Fraudulent actors evolving across trucking industry, Highway CEO says

Highway’s Jordan Graft sees fraud and cybercrime escalating in commercial transportation

“It’s really important that we make our brokers better and make them the hero,” said Jordan Graft, founder and CEO of Highway. (Photo: Jim Allen/FreightWaves)

ATLANTA — Jordan Graft sees a lot of corruption, bad actors and fraudsters in the trucking industry.

“People used to be able to hire a carrier based on three emails, passing a rules assessment and an insurance certification and that’s just not possible anymore. The world’s just changed,” Graft, founder and CEO of Highway, said at FreightWaves’ Future of Supply Chain event.

Graft was joined on stage Wednesday by FreightWaves CEO Craig Fuller in a discussion titled “Trucking Fraud and Cybercrime Briefing.”

“We see fraud at almost every layer, whether it’s the insurance: Whether it’s the ELD layer, whether it’s email phishing, fraud is everywhere. They’re trying to get in at every point of access of a freight broker,” Graft said.


Dallas-based Highway is focused on solving the digital identity problem in the trucking industry. The firm aims to remove risk and friction between brokers and carriers by being an onboarding provider with a carrier identity engine.

Identity theft, double brokering and other types of fraud are costing the trucking industry over $100 million annually, according to experts.

Fraud and carrier identification must be addressed through layers of security, Graft said.

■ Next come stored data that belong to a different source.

use anyhow::Result;
use billmytime_proto::{connect, read_payload, write_payload, Pair, Payload, Value, SOCKET_PATH};
use clap::{Parser, Subcommand, ValueEnum};
use std::path::{Path, PathBuf};
use tokio::io::BufReader;

#[derive(Parser)]
#[command(name = "billmytimectl")]
#[command(about = "Stand in for the phone bridge of a running billmytime", long_about = None)]
struct Cli {
    /// Socket billmytime listens on
    #[arg(long, global = true, default_value = SOCKET_PATH)]
    socket: PathBuf,

    #[command(subcommand)]
    command: Commands,
}

#[derive(Subcommand)]
enum Commands {
    /// Show a menu on the watch
    Menu {
        kind: MenuKind,
        /// Item titles, in display order
        #[arg(required = true)]
        titles: Vec<String>,
    },
    /// Show a menu with an arbitrary action code
    Raw {
        code: String,
        titles: Vec<String>,
    },
    /// Print every request the watch sends
    Watch,
}

#[derive(Clone, Copy, ValueEnum)]
enum MenuKind {
    Clients,
    Projects,
    Tasks,
}

impl MenuKind {
    fn code(self) -> &'static str {
        match self {
            MenuKind::Clients => "c",
            MenuKind::Projects => "p",
            MenuKind::Tasks => "t",
        }
    }
}

#[tokio::main]
async fn main() -> Result<()> {
    let cli = Cli::parse();

    match cli.command {
        Commands::Menu { kind, titles } => push_menu(&cli.socket, kind.code(), titles).await?,
        Commands::Raw { code, titles } => push_menu(&cli.socket, &code, titles).await?,
        Commands::Watch => watch(&cli.socket).await?,
    }

    Ok(())
}

fn menu_payload(code: &str, titles: Vec<String>) -> Payload {
    let mut pairs = vec![Pair(0, Value::from(code))];
    pairs.extend(
        titles
            .into_iter()
            .enumerate()
            .map(|(i, title)| Pair(i as u32 + 1, Value::Str(title))),
    );
    Payload::from_pairs(pairs)
}

async fn push_menu(socket: &Path, code: &str, titles: Vec<String>) -> Result<()> {
    let mut stream = connect(socket).await?;
    write_payload(&mut stream, &menu_payload(code, titles)).await?;
    println!("OK");
    Ok(())
}

async fn watch(socket: &Path) -> Result<()> {
    let stream = connect(socket).await?;
    let mut reader = BufReader::new(stream);
    while let Some(payload) = read_payload(&mut reader).await? {
        println!("{}", payload);
    }
    Ok(())
}

#[cfg(test)]
mod tests {
    use super::*;

    #[test]
    fn menu_payload_numbers_items_from_one() {
        let payload = menu_payload("t", vec!["Design".into(), "Build".into()]);
        assert_eq!(payload.to_string(), r#"0="t" 1="Design" 2="Build""#);
    }

    #[test]
    fn cli_parses_menu_command() {
        let cli = Cli::try_parse_from(["billmytimectl", "menu", "tasks", "Design", "Build"]).unwrap();
        assert_eq!(cli.socket, PathBuf::from(SOCKET_PATH));
        match cli.command {
            Commands::Menu { kind, titles } => {
                assert_eq!(kind.code(), "t");
                assert_eq!(titles, ["Design", "Build"]);
            }
            _ => panic!("Expected menu command"),
        }
    }

    #[test]
    fn menu_needs_titles() {
        assert!(Cli::try_parse_from(["billmytimectl", "menu", "clients"]).is_err());
    }
}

“You have to have a multilayered solution that’s looking at not just does this carrier pass my overall company’s rules assessment, but what type of freight am I willing to give that carrier?” Graft said. “That’s the evolution that I think is the most fundamentally changing of what Highway is. Now we’re saying, OK, they may pass, but this carrier doesn’t get access to consumer electronic loads out of Southern California, or they don’t get access to high-value loads for this shipper.”


He said security is about removing friction from the process of carrier-broker relationships.

“We allow brokers to do load level compliance and change the requirements, and that’s so important in this industry, in this market right now, because you have to reduce friction,” Graft said. “You can’t put friction on the entire business; you have to let certain things move really quickly, like your bottled water loads or your low-risk, low-value loads. Those need to be able to move quickly and not put a lot of friction on your carrier sales team to get those loads covered.”

A sense of security with high-value loads is important to brokers, Graft said.

“You want to focus your effort and energy and any compliance or risk function, you want to put that stuff in a matrix and focus on the ones that have the highest risk so that you don’t overly burden the entirety of the business,” he said. “How that relates to the freight brokers and their ability to serve shippers is that we think we make our brokers better. That’s our job. We don’t serve shippers. We don’t sell to shippers. We never will. We serve one master, and it’s really important that we make our brokers better and make them the hero.”